Они по-прежнему неторопливо пересекали бесконечный луг, пока неожиданно не очутились на свежескошенной тропе. Переглянулись, по очереди указали на состриженную полосу и — вопреки недавнему сговору, преступно спешились в лугах, пестревших лиловыми шишечками клевера и ромашковыми солнышками в бахроме подвядающих лепестков. Подобно лошадям на первых пейзажах Рэя, осторожно ступали ногами — тремя на двоих — по травяному ковру, приминали созвучно потворствующий этому мятлик, обходили подорожники и лопухи. Раз зацепились платьем за чертополох, чем обидели грузного пышнотелого шмеля, в последний раз сподобившегося собрать последние капли нектара, прежде чем цветы опушатся и облетят. Шмель зажужжал, ткань потянулась, освободилась — осталась зацепка. Паландора расстроилась было, но тут же решила не огорчаться: девчонки в деревне зашьют.

— Позволь, я тебя нарисую, — попросил Рэй, разглядевший нечто прелестное в её выражении лица и в том, как быстро мимолётная грусть на нём сменилась прежней безмятежностью.

— Позволю, — ответила та, словно оказывая великую милость. — Если у тебя найдётся, чем.

К её изумлению, Рэй извлёк из внутреннего кармана лёгкого сюртука заблаговременно припасённые бумагу и карандаши.

— Я не выезжаю без них, — пояснил он. — Никогда не угадаешь, в какой момент, в какой точке бытия повстречается нечто такое, с чего я хотел бы сделать эскиз.

Паландора опустилась на колени и обхватила руками стрельчатые, с зазубринами, листья отцветших одуванчиков. Подалась грудью вперёд, замерла.

— Рисуй, — сказала она.

— Ты точно сумеешь застыть в этой позе хотя бы на двадцать минут? — спросил Рэй, устраиваясь напротив неё.

Паландора, у которой уже начало затекать запястье, обворожительно улыбнулась и подтвердила своё намерение продержаться ближайшую четверть часа. Краем глаза она наблюдала за группой божьих коровок, облепивших стебли вьюнка с трубчатыми лиловыми цветами.

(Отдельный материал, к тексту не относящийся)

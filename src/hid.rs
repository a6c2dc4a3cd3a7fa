use crate::protocol::{
    FEATURE_REPORT_TYPE, HID_GET_REPORT, HID_SET_REPORT, REQUEST_TYPE_DEV_TO_HOST,
    REQUEST_TYPE_HOST_TO_DEV,
};
use crate::{DsError, Result};
use hidapi::HidDevice;
use rusb::{DeviceHandle, GlobalContext};
use std::time::Duration;

/// Raw GET_REPORT / SET_REPORT primitive offered by a backend.
///
/// Both directions work on id-prefixed buffers: `buf[0]` holds the report id
/// on the way out and its echo on the way in.
pub trait ControlChannel {
    /// Fill `buf` with the report and return the number of bytes transferred.
    fn get_report(&self, report_id: u8, buf: &mut [u8]) -> Result<usize>;

    /// Send `data` (report id first) to the device.
    fn set_report(&self, report_id: u8, data: &[u8]) -> Result<()>;
}

impl<C: ControlChannel + ?Sized> ControlChannel for &C {
    fn get_report(&self, report_id: u8, buf: &mut [u8]) -> Result<usize> {
        (**self).get_report(report_id, buf)
    }

    fn set_report(&self, report_id: u8, data: &[u8]) -> Result<()> {
        (**self).set_report(report_id, data)
    }
}

impl<C: ControlChannel + ?Sized> ControlChannel for Box<C> {
    fn get_report(&self, report_id: u8, buf: &mut [u8]) -> Result<usize> {
        (**self).get_report(report_id, buf)
    }

    fn set_report(&self, report_id: u8, data: &[u8]) -> Result<()> {
        (**self).set_report(report_id, data)
    }
}

/// Class requests sent straight to the interface through libusb.
pub struct UsbChannel {
    handle: DeviceHandle<GlobalContext>,
    interface: u16,
    timeout: Duration,
}

impl UsbChannel {
    pub fn new(handle: DeviceHandle<GlobalContext>, interface: u8, timeout: Duration) -> Self {
        Self {
            handle,
            interface: interface as u16,
            timeout,
        }
    }
}

impl ControlChannel for UsbChannel {
    fn get_report(&self, report_id: u8, buf: &mut [u8]) -> Result<usize> {
        let len = self.handle.read_control(
            REQUEST_TYPE_DEV_TO_HOST,
            HID_GET_REPORT,
            report_id as u16,
            self.interface,
            buf,
            self.timeout,
        )?;
        Ok(len)
    }

    fn set_report(&self, report_id: u8, data: &[u8]) -> Result<()> {
        let written = self.handle.write_control(
            REQUEST_TYPE_HOST_TO_DEV,
            HID_SET_REPORT,
            (FEATURE_REPORT_TYPE << 8) | report_id as u16,
            self.interface,
            data,
            self.timeout,
        )?;
        check_written(report_id, written, data.len())
    }
}

/// A control write that moved fewer bytes than requested left the device
/// with a truncated report.
fn check_written(report_id: u8, written: usize, expected: usize) -> Result<()> {
    if written != expected {
        log::error!(
            "SET_REPORT 0x{:02x}: wrote {} of {} bytes",
            report_id,
            written,
            expected
        );
        return Err(DsError::Usb(rusb::Error::Io));
    }
    Ok(())
}

/// Feature reports through the OS HID driver.
///
/// Used where the kernel driver cannot be detached. hidapi always addresses
/// feature reports, so GET_REPORT carries report type 3 here.
pub struct HidapiChannel {
    device: HidDevice,
}

impl HidapiChannel {
    pub fn new(device: HidDevice) -> Self {
        Self { device }
    }
}

impl ControlChannel for HidapiChannel {
    fn get_report(&self, report_id: u8, buf: &mut [u8]) -> Result<usize> {
        buf[0] = report_id;
        Ok(self.device.get_feature_report(buf)?)
    }

    fn set_report(&self, _report_id: u8, data: &[u8]) -> Result<()> {
        Ok(self.device.send_feature_report(data)?)
    }
}

/// HID transport layer: report-id framing on top of a [`ControlChannel`].
///
/// No retries happen here; every call is a single blocking exchange.
pub struct HidTransport<C> {
    channel: C,
}

impl<C: ControlChannel> HidTransport<C> {
    pub fn new(channel: C) -> Self {
        Self { channel }
    }

    /// Swap in a freshly opened channel, returning the old one.
    pub fn replace_channel(&mut self, channel: C) -> C {
        std::mem::replace(&mut self.channel, channel)
    }

    /// Read `size` payload bytes of report `report_id`.
    ///
    /// Requests `size + 1` bytes and drops the leading report-id echo. Any
    /// other length is a protocol error.
    pub fn get_report(&self, report_id: u8, size: usize) -> Result<Vec<u8>> {
        let mut buf = vec![0u8; size + 1];
        buf[0] = report_id;
        let len = self.channel.get_report(report_id, &mut buf)?;
        if len != size + 1 {
            return Err(DsError::ShortReport {
                report_id,
                expected: size + 1,
                actual: len,
            });
        }
        log::debug!("GET 0x{:02x} <- {:02x?}", report_id, &buf[1..]);
        Ok(buf.split_off(1))
    }

    /// Write `payload` as report `report_id`.
    pub fn set_report(&self, report_id: u8, payload: &[u8]) -> Result<()> {
        let mut buf = Vec::with_capacity(payload.len() + 1);
        buf.push(report_id);
        buf.extend_from_slice(payload);
        log::debug!("SET 0x{:02x} -> {:02x?}", report_id, payload);
        self.channel.set_report(report_id, &buf)
    }
}

#[cfg(test)]
pub(crate) mod mock {
    use super::ControlChannel;
    use crate::{DsError, Result};
    use std::cell::RefCell;
    use std::collections::{HashSet, VecDeque};

    #[derive(Debug, Clone, PartialEq, Eq)]
    pub enum Transfer {
        Get(u8),
        Set(u8, Vec<u8>),
    }

    /// Replays canned GET responses in order and records every transfer.
    #[derive(Default)]
    pub struct ScriptedChannel {
        responses: RefCell<VecDeque<(u8, Vec<u8>)>>,
        transfers: RefCell<Vec<Transfer>>,
        failing_sets: RefCell<HashSet<u8>>,
    }

    impl ScriptedChannel {
        pub fn new() -> Self {
            Self::default()
        }

        /// Queue the payload (without the id echo) returned by the next GET.
        pub fn respond(&self, report_id: u8, payload: &[u8]) -> &Self {
            self.responses
                .borrow_mut()
                .push_back((report_id, payload.to_vec()));
            self
        }

        /// Make every SET of `report_id` fail like a dropped transfer.
        pub fn fail_set(&self, report_id: u8) -> &Self {
            self.failing_sets.borrow_mut().insert(report_id);
            self
        }

        pub fn transfers(&self) -> Vec<Transfer> {
            self.transfers.borrow().clone()
        }

        /// Payloads (without the id prefix) of every SET sent to `report_id`.
        pub fn sets_to(&self, report_id: u8) -> Vec<Vec<u8>> {
            self.transfers
                .borrow()
                .iter()
                .filter_map(|t| match t {
                    Transfer::Set(id, data) if *id == report_id => Some(data[1..].to_vec()),
                    _ => None,
                })
                .collect()
        }

        pub fn pending_responses(&self) -> usize {
            self.responses.borrow().len()
        }
    }

    impl ControlChannel for ScriptedChannel {
        fn get_report(&self, report_id: u8, buf: &mut [u8]) -> Result<usize> {
            self.transfers.borrow_mut().push(Transfer::Get(report_id));
            let (id, payload) = self
                .responses
                .borrow_mut()
                .pop_front()
                .ok_or(DsError::Usb(rusb::Error::Pipe))?;
            assert_eq!(id, report_id, "scripted response for wrong report");
            let len = (payload.len() + 1).min(buf.len());
            buf[0] = report_id;
            buf[1..len].copy_from_slice(&payload[..len - 1]);
            Ok(len)
        }

        fn set_report(&self, report_id: u8, data: &[u8]) -> Result<()> {
            self.transfers
                .borrow_mut()
                .push(Transfer::Set(report_id, data.to_vec()));
            if self.failing_sets.borrow().contains(&report_id) {
                return Err(DsError::Usb(rusb::Error::NoDevice));
            }
            Ok(())
        }
    }
}

#[cfg(test)]
mod tests {
    use super::mock::{ScriptedChannel, Transfer};
    use super::*;

    #[test]
    fn test_get_report_strips_echo() {
        let channel = ScriptedChannel::new();
        channel.respond(0x81, &[1, 2, 3, 4, 5, 6]);
        let hid = HidTransport::new(&channel);
        assert_eq!(hid.get_report(0x81, 6).unwrap(), vec![1, 2, 3, 4, 5, 6]);
    }

    #[test]
    fn test_short_control_write_is_a_transfer_failure() {
        assert!(check_written(0x80, 7, 7).is_ok());
        let err = check_written(0x80, 4, 7).unwrap_err();
        assert!(matches!(err, DsError::Usb(rusb::Error::Io)));
        assert!(err.is_transfer_failure());
    }

    #[test]
    fn test_get_report_short_read() {
        let channel = ScriptedChannel::new();
        channel.respond(0x12, &[0u8; 10]);
        let hid = HidTransport::new(&channel);
        let err = hid.get_report(0x12, 15).unwrap_err();
        assert!(matches!(
            err,
            DsError::ShortReport {
                report_id: 0x12,
                expected: 16,
                actual: 11
            }
        ));
        assert!(err.is_protocol_error());
    }

    #[test]
    fn test_set_report_prefixes_id() {
        let channel = ScriptedChannel::new();
        let hid = HidTransport::new(&channel);
        hid.set_report(0xa1, &[1]).unwrap();
        assert_eq!(channel.transfers(), vec![Transfer::Set(0xa1, vec![0xa1, 1])]);
    }

    #[test]
    fn test_transfer_failure_is_io_error() {
        let channel = ScriptedChannel::new();
        channel.fail_set(0xa0);
        let hid = HidTransport::new(&channel);
        let err = hid.set_report(0xa0, &[4, 1, 0]).unwrap_err();
        assert!(err.is_transfer_failure());
    }
}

— Тогда замри вот так. Не поднимай и не отводи взгляд.

— Как скажешь. Твори свой шедевр.

Уже через пару минут статичность ей опостылела. Хотелось подняться, вытянуть ноги или хотя бы повернуть шею. Жизнь вокруг стрекотала, жужжала, трещала. Крякала с нежно-зелёных небес. Аль’орн припекал, буравил белые плечи, проникал за вырез платья, растекался под ним, конденсируясь каплями пота.

«Как хорошо, — подумала Паландора, — что мне вовсе ни к чему сидеть тут истуканом».

Убедившись, что её тело не потеряет опору, девушка выскользнула из него и, несомая ветром, проплыла мимо Рэя, склонившегося над жёваной кипой листов. Задержалась за его спиной и наблюдала за тем, как он мягко кладёт штрихи на бумагу, как бережно повторяет изгибы тела натурщицы, кудрявит её локоны у висков и затеняет складки одежды. Как, допустив ошибку, качает головой и, переворачивая лист, начинает всё сызнова. Наблюдать за работой было куда увлекательнее, чем сидеть по ту сторону листа и гадать об успехах художника.

Насмотревшись вдоволь, Паландора пробежалась по лугу, пересекла его по спирали и вернулась, наконец, к своим одуванчикам.

А потом первые капли дождя упредительно стукнули их по носу и щекам. Рэй бросил взгляд на небо, оценил низость и пышность собравшихся облаков и сложил наброски. Прихрамывая, подошёл к Паландоре.

— Поднимайтесь, киана. Поедем в укрытие, пока не начался ливень.

Он наклонился к её волосам, аккуратно убранным и пахнувшим лавандой и мятой. Как ему хотелось их поцеловать. Паландора об этом догадывалась — в целом, она была не против, и лишь его нерешительность вызывала у неё лёгкое недовольство. Но вот он, так и не осмелившись, подал ей руку, и Паландора, вместо того чтобы подняться, с силой её потянула и опрокинула застигнутого врасплох юношу в мягкую, прогретую солнцем траву.

— Никуда не поедем, — объявила она.

— Но мы ведь промокнем!

— Пускай. Никуда не поеду, — смеялась она и не отпускала его, и он сдался. Лёг навзничь, примял душистый клевер, сорвал былинку и закусил её, как мальчишка. Паландора устроилась рядом.

— Посмотри на меня, — попросила она. Рэй наклонил голову.

— У тебя очень красивые глаза, — сказала Паландора, встретившись с ним взглядом.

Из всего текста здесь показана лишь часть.